The PTO had some money in its savings account that was raised many years ago, said PTO President Athena Sartori. It was just sitting there after the playground wasn’t approved at that time. When it came up this time, there was a lot of discussion about the “Energy Junior,” which is the wellness part of the community build for the middle school students, Sartori said.
The “Energy Junior” was the primary piece for which the money was raised, according to Sartori. There wasn’t enough money for both pieces, so the PTO held a golf tournament this past summer, where they raised $12,000, which allowed them to buy both pieces of equipment from UltiPlay Parks & Playground.
The price for the project was around $70,000, but with a 30-percent discount and the community build, the price tag was lowered to around $46,000, Sartori said. The help from community volunteers and volunteers from the submarine base in Groton saved the PTO thousands of dollars.
PTO member Susan Rogers described the wellness equipment as a seven-piece station where middle school students can do five or six exercises at each station. “I think it’s awesome that the community came together to do this,” Rogers said. “It was built in memory of people we have lost in our Salem school community.”
Rogers said that before the community build, she didn’t even know how to use a socket wrench. She proclaimed it was empowering and was proud to show her daughter the piece that she assembled.

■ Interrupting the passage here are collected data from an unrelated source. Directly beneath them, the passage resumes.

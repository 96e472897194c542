use std::path::PathBuf;
use std::sync::atomic::{AtomicBool, Ordering};
use std::sync::Arc;
use std::thread::JoinHandle;

use crate::shared::error::AnonymizeError;

use super::anonymize_faces_use_case::AnonymizeFacesUseCase;
use super::output_result::OutputResult;

/// A running anonymization job.
pub struct JobHandle {
    cancelled: Arc<AtomicBool>,
    thread: JoinHandle<OutputResult>,
}

impl JobHandle {
    /// Requests cooperative cancellation; takes effect at the next frame.
    pub fn cancel(&self) {
        self.cancelled.store(true, Ordering::Relaxed);
    }

    pub fn is_finished(&self) -> bool {
        self.thread.is_finished()
    }

    /// Blocks until the job ends.
    pub fn wait(self) -> OutputResult {
        self.thread.join().unwrap_or_else(|_| OutputResult::Failed {
            error: AnonymizeError::WorkerPanicked("job"),
        })
    }
}

/// Runs `use_case` on `input` on its own background thread.
pub fn spawn_job(mut use_case: AnonymizeFacesUseCase, input: PathBuf) -> JobHandle {
    let cancelled = use_case.cancel_token();
    let thread = std::thread::spawn(move || {
        log::info!("Job started for {}", input.display());
        let result = use_case.execute(&input);
        match &result {
            OutputResult::Success { path } => log::info!("Job finished: {}", path.display()),
            OutputResult::Failed { error } => log::warn!("Job failed: {error}"),
            OutputResult::Cancelled => log::info!("Job cancelled"),
        }
        result
    });
    JobHandle { cancelled, thread }
}

#[cfg(test)]
mod tests {
    use super::*;
    use crate::detection::domain::face_detector::FaceDetector;
    use crate::detection::domain::face_observation::FaceObservation;
    use crate::detection::infrastructure::scripted_face_detector::ScriptedFaceDetector;
    use crate::pipeline::infrastructure::threaded_pipeline_executor::ThreadedPipelineExecutor;
    use crate::pipeline::processing_config::ProcessingConfig;
    use crate::pipeline::test_doubles::{
        asset, gradient_frames, RecordingCompositor, RecordingSink, StubSource,
    };
    use crate::shared::error::DetectionError;
    use crate::shared::frame::Frame;
    use crate::shared::geometry::NormalizedRect;
    use crate::shared::orientation::Orientation;
    use crossbeam_channel::{Receiver, Sender};

    /// Blocks on frame 0 until the test releases it.
    struct GateDetector {
        gate: Receiver<()>,
        started: Sender<()>,
    }

    impl FaceDetector for GateDetector {
        fn detect(
            &mut self,
            frame: &Frame,
            _orientation: Orientation,
        ) -> Result<Vec<FaceObservation>, DetectionError> {
            if frame.index() == 0 {
                let _ = self.started.send(());
                let _ = self.gate.recv();
            }
            Ok(Vec::new())
        }
    }

    fn input_file(dir: &tempfile::TempDir) -> PathBuf {
        let path = dir.path().join("input.mp4");
        std::fs::write(&path, b"video").unwrap();
        path
    }

    fn use_case(
        dir: &tempfile::TempDir,
        detector: Box<dyn FaceDetector>,
        sink: &RecordingSink,
    ) -> AnonymizeFacesUseCase {
        AnonymizeFacesUseCase::new(
            Box::new(StubSource::new(asset(16, 16, 50, false), gradient_frames(50, 16, 16))),
            Box::new(sink.clone()),
            detector,
            Box::new(ThreadedPipelineExecutor::new()),
            ProcessingConfig::default().with_scratch_dir(dir.path()),
        )
    }

    #[test]
    fn test_job_runs_to_success() {
        let dir = tempfile::tempdir().unwrap();
        let (release, gate) = crossbeam_channel::unbounded();
        let (started, _started_rx) = crossbeam_channel::unbounded();
        release.send(()).unwrap();
        let sink = RecordingSink::new();

        let handle = spawn_job(
            use_case(&dir, Box::new(GateDetector { gate, started }), &sink),
            input_file(&dir),
        );

        let result = handle.wait();
        assert!(result.is_success(), "{result:?}");
        assert_eq!(sink.log().frames.len(), 50);
    }

    #[test]
    fn test_cancel_while_running() {
        let dir = tempfile::tempdir().unwrap();
        let (release, gate) = crossbeam_channel::unbounded();
        let (started, started_rx) = crossbeam_channel::unbounded();
        let sink = RecordingSink::new();

        let handle = spawn_job(
            use_case(&dir, Box::new(GateDetector { gate, started }), &sink),
            input_file(&dir),
        );
        started_rx.recv().unwrap();
        handle.cancel();
        release.send(()).unwrap();

        assert!(matches!(handle.wait(), OutputResult::Cancelled));
        assert_eq!(sink.log().frames.len(), 1);
        assert!(sink.log().aborted);
        let leftovers: Vec<_> = std::fs::read_dir(dir.path())
            .unwrap()
            .map(|e| e.unwrap().file_name())
            .collect();
        assert_eq!(leftovers, vec![std::ffi::OsString::from("input.mp4")]);
    }

    #[test]
    fn test_jobs_do_not_share_tracker_state() {
        let dir = tempfile::tempdir().unwrap();
        let face = FaceObservation::new(NormalizedRect::new(0.4, 0.4, 0.2, 0.2), 0.9);
        let run = |detector: Box<dyn FaceDetector>| {
            let compositor = RecordingCompositor::new();
            let uc = use_case(&dir, detector, &RecordingSink::new())
                .with_compositor(Box::new(compositor.clone()));
            let result = spawn_job(uc, input_file(&dir)).wait();
            assert!(result.is_success());
            compositor.frames()
        };

        let first = run(Box::new(ScriptedFaceDetector::from_observations([(
            0,
            vec![face],
        )])));
        let second = run(Box::new(ScriptedFaceDetector::from_observations([])));

        assert_eq!(first, (0..=5).collect::<Vec<_>>());
        assert!(second.is_empty());
    }
}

“I think this is awesome for the Salem community,” said middle school Interim Principal Suzanne Zahner. Zahner said she is pleased the middle school students are getting the “Energy Junior,” since they have outgrown the older playground at the school. It will also help out the school’s physical education and wellness programs, she said.
“This is a great project,” said Chris Weimer, a volunteer. “The PTO was asking for volunteers, so a lot of people stepped up to the plate and came out to help out. It’s good to see everyone come out and pitch in.”
Salem resident Mike Murphy said it was a perfect day for the build and he was impressed with the turnout. He was there with his wife, Carrie, who also helped put playground equipment together.
Rachelle Weimer said that Salem is such a small town that it needs volunteers for projects like this one.